A “paideia grega“, conforme Jaeger (2001), constitui-se fundamentalmente na formação do ser humano em suas diversas dimensões.
Já a “paideia moderna“, de acordo com Rousseau ([1762] 2017), prepara os cidadãos para se perceberem mutuamente, julgar e agir com autonomia.
Em nosso tempo, Freire (1996) vai dizer que o ato de educar passa pelo respeito à autonomia do ser do educando.
Várias são as possibilidades educativas favoráveis ao desenvolvimento das pessoas, sendo, uma delas, a educação não formal. Esta, há cerca de cinquenta anos, foi definida como atividade extrassistema (COOMBS, 1986). Atividades não-escolares são explicitadas, no Brasil, nas Diretrizes Curriculares Nacionais para o Curso de Graduação em Pedagogia (BRASIL, 2006).
A educação não formal contribui para fazer emergir potencialidades humanas. Ajuda na construção da autonomia de educandos e educadores e, assim, promove a transformação de realidades. Pode ser executada complementarmente à educação formal, sendo, tanto uma como a outra, abrangidas pela educação informal, esta que aprendemos espontaneamente desde cedo e ao longo de toda a vida (GOHN; 2010; TRILLA; GHANEM, 2008).
Educação dialógica no Grupo Dançando na Vila
Existem inúmeros exemplos de iniciativas no âmbito da educação não formal. É o caso do trabalho desenvolvido no Grupo Dançando na Vila, fundado em 2007 por iniciativa voluntária de uma professora e coreógrafa que mora em Brasília. O trabalho se desenvolve em área de alto risco de deslizamentos, a Vila Rabelo II, situada na periferia de Sobradinho II, região administrativa distante 25 km da capital brasileira.
A inovação educativa conta com a atuação de voluntários, pessoas dedicadas a promover transformações na vida de crianças e adolescentes, bem como de suas famílias.
O alto nível de vulnerabilidade socioeconômica das pessoas da comunidade se caracteriza pelo convívio delas com o uso de drogas, a gravidez precoce, o pouquíssimo saneamento básico e apenas algumas ruas asfaltadas. Apesar dessas dificuldades, as aulas de ballet para 70 crianças e adolescentes ocorrem num local onde há uma estrutura adequada à educação como um todo, podendo melhorar. As atividades ocorrem num centro comunitário razoavelmente equipado.

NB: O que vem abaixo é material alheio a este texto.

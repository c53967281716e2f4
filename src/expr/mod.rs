//! Scalar expression IR.
//!
//! Expressions are a data IR ([ExprKind]) wrapped by the typed surface
//! [Expr]. The wrapper pins the static scalar type of the node; the kind is
//! what the renderer walks. Dialect-specific spellings (concat, modulo,
//! bitwise, null-safe equality) stay abstract here and are decided by the
//! dialect handler at render time.

mod case;
mod ops;
mod string;

pub use case::{case_when, CaseWhen};
pub use ops::SqlAdd;

use enum_as_inner::EnumAsInner;
use serde::Serialize;
use std::marker::PhantomData;

use crate::fragment::Param;
use crate::query::{SelectIr, SourceId};
use crate::types::{SqlType, SqlValue, TypeCode};

#[derive(Debug, Clone, Copy, PartialEq, Eq, Serialize)]
pub enum BinaryOp {
    Eq,
    NotEq,
    Lt,
    LtEq,
    Gt,
    GtEq,
    And,
    Or,
    Add,
    Sub,
    Mul,
    Div,
    // spelled `%` or `MOD(_, _)` depending on dialect
    Mod,
    BitAnd,
    BitOr,
    BitXor,
}

#[derive(Debug, Clone, Copy, PartialEq, Eq, Serialize)]
pub enum UnaryOp {
    Not,
    Neg,
    Plus,
    BitNot,
}

#[derive(Debug, Clone, Copy, PartialEq, Eq, Serialize)]
pub enum AggFunc {
    Sum,
    Min,
    Max,
    Avg,
    Count,
    StringAgg,
}

impl AggFunc {
    pub fn default_name(&self) -> &'static str {
        match self {
            AggFunc::Sum => "SUM",
            AggFunc::Min => "MIN",
            AggFunc::Max => "MAX",
            AggFunc::Avg => "AVG",
            AggFunc::Count => "COUNT",
            // dialect-specific: STRING_AGG / GROUP_CONCAT / LISTAGG
            AggFunc::StringAgg => "STRING_AGG",
        }
    }
}

#[derive(Debug, Clone, PartialEq, Serialize, EnumAsInner)]
pub enum ExprKind {
    /// A column of a from-source, rendered as `<alias>.<mapped name>`.
    Column { source: SourceId, name: String },

    /// A literal travelling as a parameter slot.
    Param(Param),

    Binary {
        op: BinaryOp,
        left: Box<ExprKind>,
        right: Box<ExprKind>,
    },

    Unary {
        op: UnaryOp,
        expr: Box<ExprKind>,
    },

    /// A plain function call with uniform spelling across dialects.
    Func {
        name: String,
        args: Vec<ExprKind>,
    },

    /// String concatenation; dialect chooses `||` or `CONCAT(..)`.
    Concat(Vec<ExprKind>),

    /// `POSITION(needle IN haystack)` or `INSTR(haystack, needle)`.
    IndexOf {
        haystack: Box<ExprKind>,
        needle: Box<ExprKind>,
    },

    Cast {
        expr: Box<ExprKind>,
        to: TypeCode,
    },

    Like {
        expr: Box<ExprKind>,
        pattern: Box<ExprKind>,
    },

    Between {
        expr: Box<ExprKind>,
        low: Box<ExprKind>,
        high: Box<ExprKind>,
    },

    IsNull {
        expr: Box<ExprKind>,
        negated: bool,
    },

    /// Null-safe equality; `(a IS NULL AND b IS NULL) OR a = b` generically,
    /// `a <=> b` on MySQL.
    NullSafeEq {
        left: Box<ExprKind>,
        right: Box<ExprKind>,
        negated: bool,
    },

    Case {
        branches: Vec<(ExprKind, ExprKind)>,
        otherwise: Option<Box<ExprKind>>,
    },

    Aggregate {
        func: AggFunc,
        args: Vec<ExprKind>,
    },

    Exists {
        query: Box<SelectIr>,
        negated: bool,
    },

    InSubquery {
        expr: Box<ExprKind>,
        query: Box<SelectIr>,
    },

    /// A one-column, one-row select usable as a scalar.
    ScalarSubquery(Box<SelectIr>),

    /// The incoming row of an `ON CONFLICT DO UPDATE`; `EXCLUDED.col`
    /// generically, `VALUES(col)` under MySQL's ON DUPLICATE KEY UPDATE.
    ExcludedColumn(String),
}

impl ExprKind {
    pub fn param(type_code: TypeCode, value: SqlValue) -> ExprKind {
        ExprKind::Param(Param { type_code, value })
    }

    pub fn binary(op: BinaryOp, left: ExprKind, right: ExprKind) -> ExprKind {
        ExprKind::Binary {
            op,
            left: Box::new(left),
            right: Box::new(right),
        }
    }

    pub fn func<S: Into<String>>(name: S, args: Vec<ExprKind>) -> ExprKind {
        ExprKind::Func {
            name: name.into(),
            args,
        }
    }

    /// Folds a list of predicates into a conjunction, if any.
    pub fn conjunction(mut exprs: Vec<ExprKind>) -> Option<ExprKind> {
        let mut condition = exprs.pop()?;
        while let Some(expr) = exprs.pop() {
            condition = ExprKind::binary(BinaryOp::And, expr, condition);
        }
        Some(condition)
    }
}

/// A typed scalar expression over query rows.
#[derive(Debug, Serialize)]
pub struct Expr<T> {
    pub(crate) kind: ExprKind,
    marker: PhantomData<fn() -> T>,
}

// Manual impl: `T` itself need not be Clone for the node to be.
impl<T> Clone for Expr<T> {
    fn clone(&self) -> Self {
        Expr {
            kind: self.kind.clone(),
            marker: PhantomData,
        }
    }
}

impl<T> Expr<T> {
    pub(crate) fn new(kind: ExprKind) -> Self {
        Expr {
            kind,
            marker: PhantomData,
        }
    }

    pub(crate) fn column(source: SourceId, name: &str) -> Self {
        Expr::new(ExprKind::Column {
            source,
            name: name.to_string(),
        })
    }

    /// Reinterprets the node under a different static type. Used by the
    /// optional combinators, which rely on SQL null-propagation.
    pub(crate) fn retyped<U>(self) -> Expr<U> {
        Expr::new(self.kind)
    }

    pub fn kind(&self) -> &ExprKind {
        &self.kind
    }
}

impl<T: SqlType> Expr<T> {
    /// A literal, embedded as a parameter slot.
    pub fn lit(value: T) -> Self {
        Expr::new(ExprKind::param(T::TYPE_CODE, value.to_value()))
    }

    /// `CAST(expr AS <type>)` with the dialect's cast keyword for `U`.
    pub fn cast<U: SqlType>(self) -> Expr<U> {
        Expr::new(ExprKind::Cast {
            expr: Box::new(self.kind),
            to: U::TYPE_CODE,
        })
    }
}

impl<T: SqlType> From<T> for Expr<T> {
    fn from(value: T) -> Self {
        Expr::lit(value)
    }
}

impl From<&str> for Expr<String> {
    fn from(value: &str) -> Self {
        Expr::lit(value.to_string())
    }
}

#[cfg(test)]
mod test {
    use super::*;

    #[test]
    fn test_conjunction() {
        assert_eq!(ExprKind::conjunction(vec![]), None);

        let a = ExprKind::param(TypeCode::Boolean, SqlValue::Bool(true));
        assert_eq!(ExprKind::conjunction(vec![a.clone()]), Some(a.clone()));

        let b = ExprKind::param(TypeCode::Boolean, SqlValue::Bool(false));
        let both = ExprKind::conjunction(vec![a.clone(), b.clone()]).unwrap();
        assert_eq!(both, ExprKind::binary(BinaryOp::And, a, b));
    }

    #[test]
    fn test_literal_param() {
        let e = Expr::lit(42i64);
        let param = e.kind().as_param().unwrap();
        assert_eq!(param.type_code, TypeCode::BigInt);
        assert_eq!(param.value, SqlValue::Int(42));
    }
}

Há na localidade uma proliferação de estímulos e informações negativas, emitidas por bares e suas músicas em alto volume, e pessoas alcoolizadas.
Lá no Grupo, algumas famílias encontram refúgio para as filhas, sendo a dança uma oportunidade de promover o diálogo entre pais, filhos e demais moradores.

De acordo com a diretora do Grupo:
“apesar do acúmulo de informações, no mundo louco em que vivemos, noto que há famílias que conseguem dialogar. Colocando as crianças no ballet, os pais mostram que pretendem manter suas filhas exercendo alguma atividade”.
Conta ainda que
“os pais relatam mudanças, com filhas que passaram a respeitar os irmãos e a ajudar nos afazeres de casa. Eles acompanham suas filhas em todo o processo de educação, seja nas aulas ou nas apresentações de encerramento do período letivo em teatros”
Nessas apresentações, as alunas têm a oportunidade de mostrar o aprendizado ocorrido durante o ano.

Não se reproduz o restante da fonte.